Council member David Catania (I-At-Large) wrote the bill that makes it easier for trans people to obtain a new birth certificate. (I-At-Large) (Washington Blade photo by Michael Key)

The D.C. Council on Wednesday gave final approval to a bill that supporters say will modernize and remove unnecessary hurdles in the process for transgender people to obtain a new birth certificate to reflect their gender.

The bill, which was written by Council member David Catania (I-At-Large), is called the JaParker Deoni Jones Birth Certificate Equality Amendment Act of 2013 in honor of the transgender woman who was murdered in February 2012 while waiting for a bus in Northeast D.C.

“Today the Washington, D.C. City Council modernized the policy making it clearer and easier for transgender people to change the gender on their birth certificate,” the National Center for Transgender Equality said in a statement.
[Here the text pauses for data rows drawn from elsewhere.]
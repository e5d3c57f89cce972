//! Device tunables.
//!
//! Platform-independent configuration for the broker endpoint, scheduler
//! cadence, irrigation thresholds and the provisioning access point.

use log::warn;
use std::net::Ipv4Addr;
use std::time::Duration;

/// Public broker used by the greenhouse dashboard.
pub const DEFAULT_BROKER_HOST: &str = "broker.hivemq.com";

/// Plain MQTT port.
pub const DEFAULT_BROKER_PORT: u16 = 1883;

/// Client identifier announced to the broker.
pub const DEFAULT_CLIENT_ID: &str = "ESP32ClientInvernadero";

/// Station join: status polls before falling back to provisioning.
pub const JOIN_ATTEMPTS: u32 = 30;

/// Station join: delay between status polls.
pub const JOIN_POLL_INTERVAL: Duration = Duration::from_millis(500);

/// Delay between broker connection attempts.
pub const RECONNECT_DELAY: Duration = Duration::from_secs(5);

/// Sensor poll period.
pub const POLL_PERIOD: Duration = Duration::from_secs(5);

/// Soil moisture below which irrigation starts (percent).
pub const LOW_THRESHOLD: f32 = 40.0;

/// Soil moisture at or above which irrigation stops (percent).
pub const HIGH_THRESHOLD: f32 = 70.0;

/// Provisioning access point name.
pub const AP_NAME: &str = "ESP32_Config";

/// Provisioning access point secret.
pub const AP_SECRET: &str = "config123";

/// Fixed address of the device while it hosts the access point.
pub const AP_ADDRESS: Ipv4Addr = Ipv4Addr::new(192, 168, 4, 1);

/// Port the provisioning portal listens on.
pub const DEFAULT_PORTAL_PORT: u16 = 80;

/// MQTT broker endpoint.
#[derive(Debug, Clone, PartialEq, Eq)]
pub struct BrokerConfig {
    /// Hostname or IP address.
    pub host: String,
    /// TCP port.
    pub port: u16,
    /// Client identifier.
    pub client_id: String,
    /// Keep-alive interval.
    pub keep_alive: Duration,
}

impl BrokerConfig {
    /// Get the address string for connection (host:port).
    pub fn address(&self) -> String {
        format!("{}:{}", self.host, self.port)
    }

    /// Get the URL form used by the ESP-IDF client.
    pub fn url(&self) -> String {
        format!("mqtt://{}:{}", self.host, self.port)
    }
}

impl Default for BrokerConfig {
    fn default() -> Self {
        Self {
            host: DEFAULT_BROKER_HOST.to_string(),
            port: DEFAULT_BROKER_PORT,
            client_id: DEFAULT_CLIENT_ID.to_string(),
            keep_alive: Duration::from_secs(15),
        }
    }
}

/// Bounded station-join policy.
#[derive(Debug, Clone, Copy, PartialEq, Eq)]
pub struct JoinPolicy {
    /// Number of status polls.
    pub attempts: u32,
    /// Delay between polls.
    pub interval: Duration,
}

impl JoinPolicy {
    /// Worst-case time spent joining.
    pub fn timeout(&self) -> Duration {
        self.interval * self.attempts
    }
}

impl Default for JoinPolicy {
    fn default() -> Self {
        Self {
            attempts: JOIN_ATTEMPTS,
            interval: JOIN_POLL_INTERVAL,
        }
    }
}

/// Hysteresis thresholds in percent.
#[derive(Debug, Clone, Copy, PartialEq)]
pub struct Thresholds {
    /// Start irrigating strictly below this value.
    pub low: f32,
    /// Stop irrigating at or above this value.
    pub high: f32,
}

impl Thresholds {
    /// Create thresholds, checking `0 <= low < high <= 100`.
    pub fn new(low: f32, high: f32) -> Result<Self, DeviceConfigError> {
        let in_range = |v: f32| (0.0..=100.0).contains(&v);
        if !in_range(low) || !in_range(high) || low >= high {
            return Err(DeviceConfigError::InvalidThresholds { low, high });
        }
        Ok(Self { low, high })
    }
}

impl Default for Thresholds {
    fn default() -> Self {
        Self {
            low: LOW_THRESHOLD,
            high: HIGH_THRESHOLD,
        }
    }
}

/// Fixed provisioning access point.
#[derive(Debug, Clone, PartialEq, Eq)]
pub struct AccessPointConfig {
    /// Advertised network name.
    pub name: String,
    /// WPA2 secret.
    pub secret: String,
    /// Address of the device on the access point network.
    pub address: Ipv4Addr,
    /// Portal HTTP port.
    pub portal_port: u16,
}

impl Default for AccessPointConfig {
    fn default() -> Self {
        Self {
            name: AP_NAME.to_string(),
            secret: AP_SECRET.to_string(),
            address: AP_ADDRESS,
            portal_port: DEFAULT_PORTAL_PORT,
        }
    }
}

/// All device tunables.
#[derive(Debug, Clone, PartialEq)]
pub struct DeviceConfig {
    /// Broker endpoint.
    pub broker: BrokerConfig,
    /// Station join policy.
    pub join: JoinPolicy,
    /// Delay between broker connection attempts.
    pub reconnect_delay: Duration,
    /// Sensor poll period.
    pub poll_period: Duration,
    /// Irrigation thresholds.
    pub thresholds: Thresholds,
    /// Provisioning access point.
    pub access_point: AccessPointConfig,
}

impl DeviceConfig {
    /// Defaults matching the deployed firmware.
    pub fn new() -> Self {
        Self {
            broker: BrokerConfig::default(),
            join: JoinPolicy::default(),
            reconnect_delay: RECONNECT_DELAY,
            poll_period: POLL_PERIOD,
            thresholds: Thresholds::default(),
            access_point: AccessPointConfig::default(),
        }
    }

    /// Defaults overridden by `GREENHOUSE_*` environment variables.
    ///
    /// Unparseable values are logged and ignored.
    pub fn from_env() -> Self {
        Self::from_lookup(|key| std::env::var(key).ok())
    }

    /// Build from an arbitrary key lookup.
    pub fn from_lookup<F>(lookup: F) -> Self
    where
        F: Fn(&str) -> Option<String>,
    {
        let mut config = Self::new();

        if let Some(host) = lookup("GREENHOUSE_BROKER_HOST").filter(|h| !h.trim().is_empty()) {
            config.broker.host = host.trim().to_string();
        }
        if let Some(port) = parse_var(&lookup, "GREENHOUSE_BROKER_PORT") {
            config.broker.port = port;
        }
        if let Some(id) = lookup("GREENHOUSE_CLIENT_ID").filter(|id| !id.trim().is_empty()) {
            config.broker.client_id = id.trim().to_string();
        }
        if let Some(secs) = parse_var::<u64, _>(&lookup, "GREENHOUSE_POLL_SECS") {
            if secs > 0 {
                config.poll_period = Duration::from_secs(secs);
            } else {
                warn!("Ignoring GREENHOUSE_POLL_SECS=0");
            }
        }
        if let Some(secs) = parse_var::<u64, _>(&lookup, "GREENHOUSE_RECONNECT_SECS") {
            config.reconnect_delay = Duration::from_secs(secs);
        }
        if let Some(port) = parse_var(&lookup, "GREENHOUSE_PORTAL_PORT") {
            config.access_point.portal_port = port;
        }

        let low = parse_var(&lookup, "GREENHOUSE_LOW_THRESHOLD").unwrap_or(config.thresholds.low);
        let high =
            parse_var(&lookup, "GREENHOUSE_HIGH_THRESHOLD").unwrap_or(config.thresholds.high);
        match Thresholds::new(low, high) {
            Ok(thresholds) => config.thresholds = thresholds,
            Err(e) => warn!("Ignoring threshold override: {}", e),
        }

        config
    }
}

impl Default for DeviceConfig {
    fn default() -> Self {
        Self::new()
    }
}

fn parse_var<T, F>(lookup: &F, key: &str) -> Option<T>
where
    T: std::str::FromStr,
    F: Fn(&str) -> Option<String>,
{
    let raw = lookup(key)?;
    match raw.trim().parse() {
        Ok(value) => Some(value),
        Err(_) => {
            warn!("Ignoring {}={:?}: not a valid value", key, raw);
            None
        }
    }
}

/// Configuration errors.
#[derive(Debug, Clone, PartialEq)]
pub enum DeviceConfigError {
    /// Thresholds out of range or not ordered.
    InvalidThresholds { low: f32, high: f32 },
}

impl std::fmt::Display for DeviceConfigError {
    fn fmt(&self, f: &mut std::fmt::Formatter<'_>) -> std::fmt::Result {
        match self {
            Self::InvalidThresholds { low, high } => write!(
                f,
                "invalid thresholds: low {} high {} (need 0 <= low < high <= 100)",
                low, high
            ),
        }
    }
}

impl std::error::Error for DeviceConfigError {}
//! Fixed topic names and outbound message type.
//!
//! Topic strings are shared with the greenhouse dashboard and must match
//! exactly.

/// Identity update (in): `{"ssid": "...", "password": "..."}`.
pub const IDENTITY_UPDATE: &str = "invernadero/config/wifi";

/// Connection status (out): free text.
pub const CONNECTION_STATUS: &str = "invernadero/status/wifi_connect";

/// Scan request (in): literal `"1"`.
pub const SCAN_COMMAND: &str = "invernadero/wifi/scan_command";

/// Scan results (out): JSON array.
pub const SCAN_RESULTS: &str = "invernadero/wifi/scan_results";

/// Air temperature in °C (out).
pub const TEMPERATURE: &str = "invernadero/temperatura";

/// Relative air humidity in % (out).
pub const AIR_HUMIDITY: &str = "invernadero/humedad_aire";

/// Soil moisture in % (out).
pub const SOIL_MOISTURE: &str = "invernadero/humedad_suelo";

/// Raw light level (out).
pub const LIGHT: &str = "invernadero/luz";

/// Water tank level in % (out).
pub const WATER_LEVEL: &str = "invernadero/nivel_agua";

/// Pump control (in): `"ON"` / `"OFF"`.
pub const PUMP_CONTROL: &str = "invernadero/control_bomba";

/// Pump status (out): `"ON"` / `"OFF"`.
pub const PUMP_STATUS: &str = "invernadero/bomba_estado";

/// Alert indicator control (in): `"ON"` / `"OFF"`.
pub const ALERT_CONTROL: &str = "invernadero/control_led_alerta";

/// Alert indicator status (out): `"ON"` / `"OFF"`.
///
/// The dashboard reads the alert state back from [`ALERT_CONTROL`] itself.
/// The device keeps a separate status topic because anything it published on
/// a subscribed command topic would come back through dispatch.
pub const ALERT_STATUS: &str = "invernadero/led_alerta_estado";

/// Automatic irrigation control (in): `"ON"` / `"OFF"`.
pub const AUTO_IRRIGATION_CONTROL: &str = "invernadero/control_riego_auto_sensor";

/// Automatic irrigation status (out): `"ON"` / `"OFF"`.
pub const AUTO_IRRIGATION_STATUS: &str = "invernadero/status/riego_auto_sensor";

/// Every topic the device subscribes to.
pub const COMMAND_TOPICS: [&str; 5] = [
    IDENTITY_UPDATE,
    SCAN_COMMAND,
    PUMP_CONTROL,
    ALERT_CONTROL,
    AUTO_IRRIGATION_CONTROL,
];

/// A message waiting to be published.
#[derive(Debug, Clone, PartialEq, Eq)]
pub struct Outbound {
    /// Destination topic.
    pub topic: &'static str,
    /// UTF-8 payload.
    pub payload: String,
}

impl Outbound {
    /// Create a message.
    pub fn new(topic: &'static str, payload: impl Into<String>) -> Self {
        Self {
            topic,
            payload: payload.into(),
        }
    }

    /// Connection status message.
    pub fn status(text: impl Into<String>) -> Self {
        Self::new(CONNECTION_STATUS, text)
    }
}

#[cfg(test)]
mod tests {
    use super::*;

    #[test]
    fn test_command_topics_unique() {
        for (i, a) in COMMAND_TOPICS.iter().enumerate() {
            for b in &COMMAND_TOPICS[i + 1..] {
                assert_ne!(a, b);
            }
        }
    }

    #[test]
    fn test_status_topics_not_subscribed() {
        for status in [
            CONNECTION_STATUS,
            SCAN_RESULTS,
            PUMP_STATUS,
            ALERT_STATUS,
            AUTO_IRRIGATION_STATUS,
        ] {
            assert!(!COMMAND_TOPICS.contains(&status));
        }
    }

    #[test]
    fn test_status_helper() {
        let msg = Outbound::status("CONECTADO OK: 10.0.0.2");
        assert_eq!(msg.topic, CONNECTION_STATUS);
        assert_eq!(msg.payload, "CONECTADO OK: 10.0.0.2");
    }
}
//! Network identity configuration utility.
//!
//! Writes the station-mode identity into the credential store so the
//! controller joins the network on its next boot instead of opening the
//! provisioning access point.
//!
//! Usage (ESP32, credentials baked in at compile time):
//!   WIFI_SSID="MyNetwork" WIFI_PASSWORD="secret" cargo configure-identity
//!
//! Usage (host, credentials read at run time, stored under `~/.greenhouse-controller/`):
//!   WIFI_SSID="MyNetwork" WIFI_PASSWORD="secret" cargo run --bin configure-identity
//!
//! For open networks leave `WIFI_PASSWORD` empty or unset.

use greenhouse_controller::config::{IdentityError, NetworkIdentity};
use greenhouse_controller::storage::{ByteStore, CredentialStore};

/// WiFi SSID - set via WIFI_SSID environment variable at compile time.
#[cfg(feature = "esp32")]
const WIFI_SSID: Option<&str> = option_env!("WIFI_SSID");

/// WiFi password - set via WIFI_PASSWORD environment variable at compile time.
/// Empty string for open networks.
#[cfg(feature = "esp32")]
const WIFI_PASSWORD: Option<&str> = option_env!("WIFI_PASSWORD");

const USAGE: &str = "Usage:\n  \
                     WIFI_SSID=\"MyNetwork\" WIFI_PASSWORD=\"secret\" cargo configure-identity\n\n\
                     For open networks:\n  \
                     WIFI_SSID=\"OpenNetwork\" WIFI_PASSWORD=\"\" cargo configure-identity";

/// Print error message and exit. On ESP32, pause first so the serial
/// monitor shows the output.
fn halt_with_error(msg: &str) -> ! {
    eprintln!("\n{}", msg);
    eprintln!("\n=== Configuration failed ===\n");
    #[cfg(feature = "esp32")]
    std::thread::sleep(std::time::Duration::from_secs(2));
    std::process::exit(1);
}

fn build_identity(ssid: Option<&str>, password: Option<&str>) -> NetworkIdentity {
    let ssid = match ssid {
        Some(s) if !s.is_empty() => s,
        _ => halt_with_error(&format!("Error: WIFI_SSID is not set.\n\n{}", USAGE)),
    };
    let password = password.unwrap_or("");

    println!("SSID: {}", ssid);
    println!(
        "Password: {} ({} chars)",
        if password.is_empty() { "(none)" } else { "****" },
        password.len()
    );

    match NetworkIdentity::new(ssid, password) {
        Ok(identity) => identity,
        Err(IdentityError::NameTooLong { len, max }) => halt_with_error(&format!(
            "Error: SSID too long ({} bytes, max {})",
            len, max
        )),
        Err(IdentityError::SecretTooLong { len, max }) => halt_with_error(&format!(
            "Error: Password too long ({} bytes, max {})",
            len, max
        )),
        Err(e) => halt_with_error(&format!("Error: {}", e)),
    }
}

fn store_identity<B: ByteStore>(backend: B, identity: &NetworkIdentity) {
    let mut store = match CredentialStore::new(backend) {
        Ok(store) => store,
        Err(e) => halt_with_error(&format!("Error opening credential store: {}", e)),
    };
    if let Err(e) = store.save(identity) {
        halt_with_error(&format!("Error saving identity: {}", e));
    }
    println!("\n=== Identity saved ===");
    println!("\nThe controller joins this network on its next boot.");
}

#[cfg(feature = "esp32")]
fn main() {
    use esp_idf_svc::nvs::EspDefaultNvsPartition;
    use greenhouse_controller::storage::NvsByteStore;

    esp_idf_sys::link_patches();
    esp_idf_svc::log::EspLogger::initialize_default();

    println!("\n=== Identity Configuration Utility ===\n");
    let identity = build_identity(WIFI_SSID, WIFI_PASSWORD);

    let backend = match EspDefaultNvsPartition::take() {
        Ok(partition) => match NvsByteStore::open(partition) {
            Ok(backend) => backend,
            Err(e) => halt_with_error(&format!("Error opening NVS: {}", e)),
        },
        Err(e) => halt_with_error(&format!("Error initializing NVS: {:?}", e)),
    };
    store_identity(backend, &identity);

    println!("\n=== Done - you can disconnect the device ===\n");
    std::thread::sleep(std::time::Duration::from_secs(2));
}

#[cfg(not(feature = "esp32"))]
fn main() {
    use greenhouse_controller::storage::FileStore;

    env_logger::Builder::from_env(env_logger::Env::default().default_filter_or("info")).init();

    println!("\n=== Identity Configuration Utility ===\n");
    let ssid = std::env::var("WIFI_SSID").ok();
    let password = std::env::var("WIFI_PASSWORD").ok();
    let identity = build_identity(ssid.as_deref(), password.as_deref());

    let backend = match FileStore::open_default() {
        Ok(backend) => backend,
        Err(e) => halt_with_error(&format!("Error opening credential file: {}", e)),
    };
    println!("Store: {}", backend.path().display());
    store_identity(backend, &identity);
}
The Council also gave final approval to the Marriage Officiant Amendment Act of 2013, which expands the list of people authorized to perform a wedding ceremony in the city.

Both bills received strong support from local LGBT advocacy organizations. The birth certificate measure received support from at least two national groups – the National Center for Transgender Equality and the National Gay and Lesbian Task Force – which said the legislation would set a precedent for passing similar bills in other jurisdictions.

Among other things, the birth certificate bill repeals an existing city law that prevents transgender people from changing their birth certificate unless they undergo gender reassignment surgery. Transgender advocates and officials with the city’s Department of Health told a Council committee hearing earlier this year that gender reassignment surgery presents an unnecessary burden for many transgender people who can’t afford it or for whom it may not be medically safe.

Other experts testifying before a joint hearing of the Council’s Committee on Health and Committee on the Judiciary and Public Safety said for many transgender people, surgery isn’t necessary for them to transition to another gender.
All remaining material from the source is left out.